Иньиго, как бы его ни звали на самом деле, устроился на кровати поудобнее — насколько это позволяла цепь. Теперь дон Карлос понял, что по-балеарски его собеседник говорит абсолютно чисто. Даже без какого-нибудь провинциального, пограничного акцента: как настоящий марисолемец. Но это ещё ничего не значило.
— Я никогда не любил море, вот оно мне и ответило тем же. Думаю, вы уже догадались: я совсем не моряк. Мало имел надежды пройти большой путь по воде в одиночку, без опыта, да ещё на этой жалкой посудине. Но так сложились обстоятельства… Меня долго мотало по морю, по каким-то безжизненным островам. Сам не знаю, сколько: потерял счёт дням после месяца. Едва припасов хватило, да попалось по пути кое-что.
— Увлекательная история, но я знаю морские байки получше. Ты не сказал того, о чём я спрашивал.
— А я на допросе?
— Пока нет, но я рассчитываю на ответы. Хоть бы из благодарности: я спас твою жизнь. В камере ты бы недолго протянул.
— Что скажешь… Я благодарен, конечно. Но как знать: может, вам не стоило меня спасать?
— Позволь-ка, сынок, мне задавать вопросы.
Иньиго кивнул.
— Вот и молодец. Оставим пока вопрос, откуда ты чудесным образом взялся в море: пусть хоть ангелы Творца Небесного спустили тебя на тремонскую лодку. Чем ты занимаешься, Иньиго?

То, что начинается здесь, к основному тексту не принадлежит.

// Drives the compiled binary through a PTY: real event loop, real crossterm
// input handling.
//
// Unix-only and ignored by default. Run manually via:
// `cargo test --test integration_min_session -- --ignored`.

#![cfg(unix)]

use std::time::Duration;

use expectrl::{spawn, Eof};

#[test]
#[ignore]
fn minimal_session_starts_and_exits() -> Result<(), Box<dyn std::error::Error>> {
    let dir = tempfile::tempdir()?;
    let bin = assert_cmd::cargo::cargo_bin("paceclock");
    let cmd = format!(
        "{} --config {} --export-dir {}",
        bin.display(),
        dir.path().join("config.json").display(),
        dir.path().display()
    );

    let mut p = spawn(cmd)?;
    std::thread::sleep(Duration::from_millis(200));

    // start a lap session, then quit
    p.send(" ")?;
    std::thread::sleep(Duration::from_millis(200));
    p.send("\x1b")?;

    p.expect(Eof)?;
    Ok(())
}
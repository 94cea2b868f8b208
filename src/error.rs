//! Crate-wide error type.
//!
//! Configuration problems (bad widths, lengths, offsets) surface as errors at
//! construction time. Everything that talks to the outside world (settings
//! file, audio device, export directory) also maps into `ClockError`, but
//! those are absorbed and logged by `App` instead of being propagated.

use std::io;
use thiserror::Error;

#[derive(Error, Debug)]
pub enum ClockError {
    // ---------------------------
    // Configuration
    // ---------------------------
    #[error("hand width must be positive, got {0}")]
    InvalidWidth(f64),

    #[error("hand length must be positive, got {0}")]
    InvalidLength(f64),

    #[error("hand offset must be within 0..60 seconds, got {0}")]
    InvalidOffset(f64),

    #[error("diamond head ({head}) does not fit in a hand of length {length}")]
    HeadExceedsLength { head: f64, length: f64 },

    #[error("canvas size must be positive, got {0}")]
    InvalidCanvas(f64),

    // ---------------------------
    // Collaborators
    // ---------------------------
    #[error("I/O error: {0}")]
    Io(#[from] io::Error),

    #[error("settings encoding error: {0}")]
    Json(#[from] serde_json::Error),

    #[error("export error: {0}")]
    Csv(#[from] csv::Error),

    #[error("audio error: {0}")]
    Audio(String),

    #[error("wake lock error: {0}")]
    WakeLock(String),

    #[error("no recorded laps to export")]
    NothingToExport,
}

pub type Result<T> = std::result::Result<T, ClockError>;
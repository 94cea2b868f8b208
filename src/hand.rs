use serde::{Deserialize, Serialize};
use std::fmt;

use crate::error::{ClockError, Result};

/// Seconds in one revolution of the face.
pub const SECONDS_PER_TURN: f64 = 60.0;

/// Plain 24-bit colour. Hands treat it as an opaque token; only the drawing
/// surface interprets it.
#[derive(Debug, Clone, Copy, PartialEq, Eq, Hash)]
pub struct Rgb {
    pub r: u8,
    pub g: u8,
    pub b: u8,
}

impl Rgb {
    pub const fn new(r: u8, g: u8, b: u8) -> Self {
        Self { r, g, b }
    }

    /// Mix `self` over `background` with the given opacity (0.0..=1.0).
    pub fn blend_over(self, background: Rgb, alpha: f64) -> Rgb {
        let a = alpha.clamp(0.0, 1.0);
        let mix = |fg: u8, bg: u8| (fg as f64 * a + bg as f64 * (1.0 - a)).round() as u8;
        Rgb::new(
            mix(self.r, background.r),
            mix(self.g, background.g),
            mix(self.b, background.b),
        )
    }
}

impl fmt::Display for Rgb {
    fn fmt(&self, f: &mut fmt::Formatter<'_>) -> fmt::Result {
        write!(f, "#{:02x}{:02x}{:02x}", self.r, self.g, self.b)
    }
}

/// One of the rotating indicators on the face.
///
/// Hands are fixed once configured; both timers only ever read them.
#[derive(Debug, Clone, PartialEq)]
pub struct Hand {
    color: Rgb,
    offset_seconds: f64,
}

impl Hand {
    pub fn new(color: Rgb, offset_seconds: f64) -> Result<Self> {
        if !offset_seconds.is_finite() || !(0.0..SECONDS_PER_TURN).contains(&offset_seconds) {
            return Err(ClockError::InvalidOffset(offset_seconds));
        }
        Ok(Self {
            color,
            offset_seconds,
        })
    }

    pub fn color(&self) -> Rgb {
        self.color
    }

    pub fn offset_seconds(&self) -> f64 {
        self.offset_seconds
    }

    /// Where this hand sits for a given base second, in `[0, 60)`.
    pub fn position(&self, base_seconds: f64) -> f64 {
        (base_seconds + self.offset_seconds).rem_euclid(SECONDS_PER_TURN)
    }

    /// The hand every single-hand display and fallback refers to.
    pub fn is_reference(&self) -> bool {
        self.offset_seconds == 0.0
    }
}

/// Red, blue, green and yellow hands, a quarter turn apart.
pub fn default_hands() -> Vec<Hand> {
    vec![
        Hand {
            color: Rgb::new(0xff, 0x4d, 0x4d),
            offset_seconds: 0.0,
        },
        Hand {
            color: Rgb::new(0x4d, 0xa3, 0xff),
            offset_seconds: 15.0,
        },
        Hand {
            color: Rgb::new(0x4d, 0xff, 0x88),
            offset_seconds: 30.0,
        },
        Hand {
            color: Rgb::new(0xff, 0xd2, 0x4d),
            offset_seconds: 45.0,
        },
    ]
}

/// Convert a wall-clock timestamp into the base second of the sweep.
pub fn base_seconds(now_ms: u64) -> f64 {
    (now_ms as f64 / 1000.0).rem_euclid(SECONDS_PER_TURN)
}

#[derive(
    Debug, Clone, Copy, PartialEq, Eq, Default, Serialize, Deserialize, strum_macros::Display,
)]
#[serde(rename_all = "lowercase")]
#[strum(serialize_all = "lowercase")]
pub enum HandStyle {
    #[default]
    Straight,
    Tapered,
    Diamond,
    /// Straight silhouette pinned to the bold width.
    Bold,
    /// Straight silhouette pinned to a hairline width.
    Thin,
}

impl HandStyle {
    pub fn next(self) -> Self {
        match self {
            HandStyle::Straight => HandStyle::Tapered,
            HandStyle::Tapered => HandStyle::Diamond,
            HandStyle::Diamond => HandStyle::Bold,
            HandStyle::Bold => HandStyle::Thin,
            HandStyle::Thin => HandStyle::Straight,
        }
    }
}

#[derive(
    Debug, Clone, Copy, PartialEq, Eq, Default, Serialize, Deserialize, strum_macros::Display,
)]
#[serde(rename_all = "lowercase")]
#[strum(serialize_all = "lowercase")]
pub enum HandWidth {
    Thin,
    #[default]
    Standard,
    Bold,
}

impl HandWidth {
    pub fn pixels(self) -> f64 {
        match self {
            HandWidth::Thin => 6.0,
            HandWidth::Standard => 8.0,
            HandWidth::Bold => 12.0,
        }
    }

    pub fn next(self) -> Self {
        match self {
            HandWidth::Thin => HandWidth::Standard,
            HandWidth::Standard => HandWidth::Bold,
            HandWidth::Bold => HandWidth::Thin,
        }
    }
}

/// Width actually used for a style; the legacy bold/thin styles ignore the
/// selected category.
pub fn effective_width(style: HandStyle, width: HandWidth) -> f64 {
    match style {
        HandStyle::Bold => 12.0,
        HandStyle::Thin => 4.0,
        _ => width.pixels(),
    }
}

#[cfg(test)]
mod tests {
    use super::*;
    use assert_matches::assert_matches;

    #[test]
    fn test_default_hands_are_quarter_turns() {
        let offsets: Vec<f64> = default_hands().iter().map(|h| h.offset_seconds()).collect();
        assert_eq!(offsets, vec![0.0, 15.0, 30.0, 45.0]);
        assert!(default_hands()[0].is_reference());
    }

    #[test]
    fn test_negative_offset_rejected() {
        assert_matches!(
            Hand::new(Rgb::new(1, 2, 3), -1.0),
            Err(ClockError::InvalidOffset(_))
        );
        assert_matches!(
            Hand::new(Rgb::new(1, 2, 3), 60.0),
            Err(ClockError::InvalidOffset(_))
        );
        assert!(Hand::new(Rgb::new(1, 2, 3), 59.5).is_ok());
    }

    #[test]
    fn test_position_wraps() {
        let hand = Hand::new(Rgb::new(0, 0, 0), 45.0).unwrap();
        assert_eq!(hand.position(20.0), 5.0);
        assert_eq!(hand.position(15.0), 0.0);
    }

    #[test]
    fn test_base_seconds() {
        assert_eq!(base_seconds(0), 0.0);
        assert_eq!(base_seconds(61_500), 1.5);
        assert_eq!(base_seconds(120_000), 0.0);
    }

    #[test]
    fn test_width_categories() {
        assert_eq!(effective_width(HandStyle::Straight, HandWidth::Thin), 6.0);
        assert_eq!(effective_width(HandStyle::Tapered, HandWidth::Standard), 8.0);
        assert_eq!(effective_width(HandStyle::Diamond, HandWidth::Bold), 12.0);
        assert_eq!(effective_width(HandStyle::Bold, HandWidth::Thin), 12.0);
        assert_eq!(effective_width(HandStyle::Thin, HandWidth::Bold), 4.0);
    }

    #[test]
    fn test_style_cycle_returns_to_start() {
        let mut style = HandStyle::Straight;
        for _ in 0..5 {
            style = style.next();
        }
        assert_eq!(style, HandStyle::Straight);
        assert_eq!(HandStyle::Diamond.to_string(), "diamond");
    }

    #[test]
    fn test_blend() {
        let white = Rgb::new(255, 255, 255);
        let black = Rgb::new(0, 0, 0);
        assert_eq!(white.blend_over(black, 0.5), Rgb::new(128, 128, 128));
        assert_eq!(white.blend_over(black, 1.0), white);
        assert_eq!(white.to_string(), "#ffffff");
    }
}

На этот раз ответ прозвучал без малейшего промедления — и чётко. Назвавшийся выдуманным именем явно говорил о том не впервые. Привык к такому вопросу.
— Я, сеньор, занимаюсь делами государственными.
— Это как раз ясно. — врач нахмурился, наклонился вперёд. — Делами какого именно государства?
Теперь Иньиго ответил далеко не сразу. Однако он не отводил глаз. Ничто в позе и взгляде Иньиго не позволяло заподозрить, будто он подбирает слова, пытается что-то разгадать в доне Карлосе, как-то его перехитрить. Пациент просто сознательно держал паузу. Словно был… немного обижен, что ли?
— Вот, выходит, как обстоит дело… Коль скоро я в Балеарии, а вы — офицер имперского флота, то суть подозрений ясна. Вы полагаете, я служу врагам этой благословенной страны? Тремоне, скажем — раз опознали посудину?
— Подозреваю, сынок. Люди вроде тебя не появляются на балеарском берегу просто так. Под чужим именем, на лодке из другой страны, со странной историей без подробностей.
— А вы желаете подробностей? Их много… Устанете слушать. Лодка тремонская, это верно. И я думаю, очевидно: вряд ли на ней оказалось бы довольно припасов на месяцы, кабы снаряжали судно для одного человека. Но… Сами видите, досталось оно одному.